Saved data entries:
════════

//! HTTP front end: `POST /parse` and `GET /health`.

use std::sync::Arc;

use axum::{
    Json, Router,
    extract::{State, rejection::JsonRejection},
    http::StatusCode,
    response::{IntoResponse, Response},
    routing::{get, post},
};
use serde_json::json;
use tower_http::trace::TraceLayer;

use crate::error::{DocJobError, truncate_body};
use crate::pipeline::{DocumentService, ParseRequest, ParseResponse};
use crate::poller::CancelToken;
use crate::service::Transport;
use crate::sink::ResultSink;
use crate::source::BlobStore;

/// Error reply: `{"error": message}` with a non-2xx status.
#[derive(Debug)]
pub struct ApiError {
    status: StatusCode,
    message: String,
}

impl From<DocJobError> for ApiError {
    fn from(err: DocJobError) -> Self {
        let status = match &err {
            DocJobError::InvalidRequest(_) => StatusCode::BAD_REQUEST,
            DocJobError::SourceNotFound(_) => StatusCode::NOT_FOUND,
            DocJobError::Submission(_) | DocJobError::PermanentPoll { .. } => {
                StatusCode::BAD_GATEWAY
            }
            DocJobError::TimedOut { .. } => StatusCode::GATEWAY_TIMEOUT,
            DocJobError::Cancelled { .. } => StatusCode::SERVICE_UNAVAILABLE,
            _ => StatusCode::INTERNAL_SERVER_ERROR,
        };
        if err.is_job_failure() {
            tracing::warn!("extraction job failed: {err}");
        }
        if status == StatusCode::INTERNAL_SERVER_ERROR {
            tracing::error!("parse request failed: {err}");
            return Self {
                status,
                message: "Internal server error".to_string(),
            };
        }
        Self {
            status,
            message: truncate_body(&err.to_string()),
        }
    }
}

impl From<JsonRejection> for ApiError {
    fn from(rejection: JsonRejection) -> Self {
        Self {
            status: rejection.status(),
            message: truncate_body(&rejection.body_text()),
        }
    }
}

impl IntoResponse for ApiError {
    fn into_response(self) -> Response {
        (self.status, Json(json!({ "error": self.message }))).into_response()
    }
}

pub type ApiResult<T> = Result<T, ApiError>;

pub fn create_router<T, B, S>(service: Arc<DocumentService<T, B, S>>) -> Router
where
    T: Transport + Send + Sync + 'static,
    B: BlobStore + Send + Sync + 'static,
    S: ResultSink + Send + Sync + 'static,
{
    Router::new()
        .route("/health", get(health_check))
        .route("/parse", post(parse_document::<T, B, S>))
        .with_state(service)
        .layer(TraceLayer::new_for_http())
}

/// GET /health
async fn health_check() -> Json<serde_json::Value> {
    Json(json!({ "status": "ok" }))
}

/// POST /parse
async fn parse_document<T, B, S>(
    State(service): State<Arc<DocumentService<T, B, S>>>,
    request: Result<Json<ParseRequest>, JsonRejection>,
) -> ApiResult<Json<ParseResponse>>
where
    T: Transport + Send + Sync + 'static,
    B: BlobStore + Send + Sync + 'static,
    S: ResultSink + Send + Sync + 'static,
{
    let Json(request) = request?;
    tracing::info!(
        candidate = request.candidate_name.as_deref().unwrap_or("-"),
        "parse request received"
    );
    // Dropping the request future (client disconnect) aborts the poll loop.
    let (response, _) = service.process(&request, &CancelToken::never()).await?;
    Ok(Json(response))
}

/// Bind `addr` and serve until the process is stopped.
pub async fn serve<T, B, S>(
    addr: &str,
    service: Arc<DocumentService<T, B, S>>,
) -> Result<(), DocJobError>
where
    T: Transport + Send + Sync + 'static,
    B: BlobStore + Send + Sync + 'static,
    S: ResultSink + Send + Sync + 'static,
{
    let listener = tokio::net::TcpListener::bind(addr).await?;
    tracing::info!("Listening on {}", listener.local_addr()?);
    axum::serve(listener, create_router(service)).await?;
    Ok(())
}

#[cfg(test)]
mod tests {
    use super::*;
    use crate::pipeline::tests::{FakeService, fast_config};
    use crate::service::{ExtractionClient, HttpReply};
    use crate::sink::{JsonlSink, NullSink};
    use crate::source::LocalBlobStore;

    async fn spawn<S: ResultSink + Send + Sync + 'static>(
        fake: FakeService,
        root: &std::path::Path,
        sink: S,
    ) -> String {
        let service = Arc::new(DocumentService::new(
            ExtractionClient::new(fake, fast_config()),
            LocalBlobStore::new(root),
            sink,
            "test-v1",
        ));
        let listener = tokio::net::TcpListener::bind("127.0.0.1:0").await.unwrap();
        let addr = listener.local_addr().unwrap();
        tokio::spawn(async move {
            axum::serve(listener, create_router(service)).await.unwrap();
        });
        format!("http://{addr}")
    }

    #[tokio::test]
    async fn health_reports_ok() {
        let dir = tempfile::tempdir().unwrap();
        let base = spawn(FakeService::ready("J1", "x"), dir.path(), NullSink).await;
        let body: serde_json::Value = reqwest::get(format!("{base}/health"))
            .await
            .unwrap()
            .json()
            .await
            .unwrap();
        assert_eq!(body["status"], "ok");
    }

    #[tokio::test]
    async fn parse_inline_text_returns_result_and_record_id() {
        let dir = tempfile::tempdir().unwrap();
        let sink = JsonlSink::new(dir.path().join("parsed.jsonl"));
        let base = spawn(FakeService::ready("J1", "Hello"), dir.path(), sink).await;

        let response = reqwest::Client::new()
            .post(format!("{base}/parse"))
            .json(&json!({ "text": "Jane Doe", "candidateName": "Jane Doe", "userId": "u1" }))
            .send()
            .await
            .unwrap();
        assert_eq!(response.status(), 200);

        let body: ParseResponse = response.json().await.unwrap();
        assert_eq!(body.parsed, json!("Hello"));
        assert_eq!(body.parser_version, "test-v1");
        assert!(body.resume_id.is_some());
    }

    #[tokio::test]
    async fn missing_document_is_bad_request() {
        let dir = tempfile::tempdir().unwrap();
        let base = spawn(FakeService::ready("J1", "x"), dir.path(), NullSink).await;

        let response = reqwest::Client::new()
            .post(format!("{base}/parse"))
            .json(&json!({ "candidateName": "Jane Doe" }))
            .send()
            .await
            .unwrap();
        assert_eq!(response.status(), 400);
        let body: serde_json::Value = response.json().await.unwrap();
        assert!(body["error"].as_str().unwrap().contains("bucket + filePath"));
    }

    #[tokio::test]
    async fn unknown_stored_file_is_not_found() {
        let dir = tempfile::tempdir().unwrap();
        let base = spawn(FakeService::ready("J1", "x"), dir.path(), NullSink).await;

        let response = reqwest::Client::new()
            .post(format!("{base}/parse"))
            .json(&json!({ "bucket": "resumes", "filePath": "absent.pdf" }))
            .send()
            .await
            .unwrap();
        assert_eq!(response.status(), 404);
    }

    #[tokio::test]
    async fn permanent_poll_failure_is_bad_gateway() {
        let dir = tempfile::tempdir().unwrap();
        let fake = FakeService::new(
            HttpReply::new(200, r#"{"id":"J1"}"#),
            vec![HttpReply::new(400, r#"{"detail":"bad input"}"#)],
        );
        let base = spawn(fake, dir.path(), NullSink).await;

        let response = reqwest::Client::new()
            .post(format!("{base}/parse"))
            .json(&json!({ "text": "Jane" }))
            .send()
            .await
            .unwrap();
        assert_eq!(response.status(), 502);
        let body: serde_json::Value = response.json().await.unwrap();
        assert!(body["error"].as_str().unwrap().contains("bad input"));
    }

    #[tokio::test]
    async fn malformed_body_gets_json_error() {
        let dir = tempfile::tempdir().unwrap();
        let base = spawn(FakeService::ready("J1", "x"), dir.path(), NullSink).await;
        let client = reqwest::Client::new();

        for body in ["{not json", r#"{"text": 5}"#] {
            let response = client
                .post(format!("{base}/parse"))
                .header("content-type", "application/json")
                .body(body)
                .send()
                .await
                .unwrap();
            assert!(response.status().is_client_error(), "{body}");
            let reply: serde_json::Value = response.json().await.unwrap();
            assert!(!reply["error"].as_str().unwrap().is_empty());
        }
    }

    #[tokio::test]
    async fn missing_content_type_gets_json_error() {
        let dir = tempfile::tempdir().unwrap();
        let base = spawn(FakeService::ready("J1", "x"), dir.path(), NullSink).await;

        let response = reqwest::Client::new()
            .post(format!("{base}/parse"))
            .body(r#"{"text": "Jane"}"#)
            .send()
            .await
            .unwrap();
        assert_eq!(response.status(), 415);
        let reply: serde_json::Value = response.json().await.unwrap();
        assert!(reply["error"].is_string());
    }

    #[tokio::test]
    async fn sink_failure_hides_internal_detail() {
        let dir = tempfile::tempdir().unwrap();
        // A directory cannot be opened for appending.
        let sink = JsonlSink::new(dir.path());
        let base = spawn(FakeService::ready("J1", "Hello"), dir.path(), sink).await;

        let response = reqwest::Client::new()
            .post(format!("{base}/parse"))
            .json(&json!({ "text": "Jane Doe" }))
            .send()
            .await
            .unwrap();
        assert_eq!(response.status(), 500);
        let reply: serde_json::Value = response.json().await.unwrap();
        let message = reply["error"].as_str().unwrap();
        assert_eq!(message, "Internal server error");
        assert!(!message.contains(&dir.path().display().to_string()));
    }

    #[test]
    fn internal_errors_are_not_echoed() {
        let err = ApiError::from(DocJobError::Sink("/var/lib/docjob/parsed.jsonl: Permission denied".into()));
        assert_eq!(err.status, StatusCode::INTERNAL_SERVER_ERROR);
        assert_eq!(err.message, "Internal server error");

        let err = ApiError::from(DocJobError::InvalidRequest("provide either text".into()));
        assert!(err.message.contains("provide either text"));
    }

    #[test]
    fn error_status_mapping() {
        let cases = [
            (DocJobError::InvalidRequest("x".into()), StatusCode::BAD_REQUEST),
            (DocJobError::SourceNotFound("x".into()), StatusCode::NOT_FOUND),
            (DocJobError::Submission("x".into()), StatusCode::BAD_GATEWAY),
            (
                DocJobError::TimedOut {
                    job_id: "J".into(),
                    after: std::time::Duration::from_secs(60),
                },
                StatusCode::GATEWAY_TIMEOUT,
            ),
            (
                DocJobError::Cancelled { job_id: "J".into() },
                StatusCode::SERVICE_UNAVAILABLE,
            ),
            (DocJobError::Sink("x".into()), StatusCode::INTERNAL_SERVER_ERROR),
        ];
        for (err, expected) in cases {
            assert_eq!(ApiError::from(err).status, expected);
        }
    }
}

════════

◆ **EXERCISE GOAL**
Among the entries above, identify all lines with "bucket" and copy them.

◆ **EXPECTED ANSWER**
        assert!(body["error"].as_str().unwrap().contains("bucket + filePath"));
            .json(&json!({ "bucket": "resumes", "filePath": "absent.pdf" }))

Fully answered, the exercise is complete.